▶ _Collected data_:
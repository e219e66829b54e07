//! Spatial data structures and the tile model
//!
//! This module contains spatial-related functionality including:
//! - Tile values and structural validation
//! - Grid topologies and their catalogues
//! - The validated tile registry
//! - Grid state management

/// Bounded grid of superposed or committed cells
pub mod grid;
/// Validated, rotation-expanded tile catalogue
pub mod registry;
/// Tile values and validity checks
pub mod tiles;
/// Topology capability trait and the Cartesian grid
pub mod tileset;

pub use grid::GridModel;
pub use registry::TileRegistry;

▶ _TASK BRIEF_: All of the entries above need to be printed again exactly.

▶ _RESULT BELOW_:
repository e219e66829b54e07
//! Spatial data structures and the tile model
//!
//! This module contains spatial-related functionality including:
//! - Tile values and structural validation
//! - Grid topologies and their catalogues
//! - The validated tile registry
//! - Grid state management

/// Bounded grid of superposed or committed cells
pub mod grid;
/// Validated, rotation-expanded tile catalogue
pub mod registry;
/// Tile values and validity checks
pub mod tiles;
/// Topology capability trait and the Cartesian grid
pub mod tileset;

pub use grid::GridModel;
pub use registry::TileRegistry;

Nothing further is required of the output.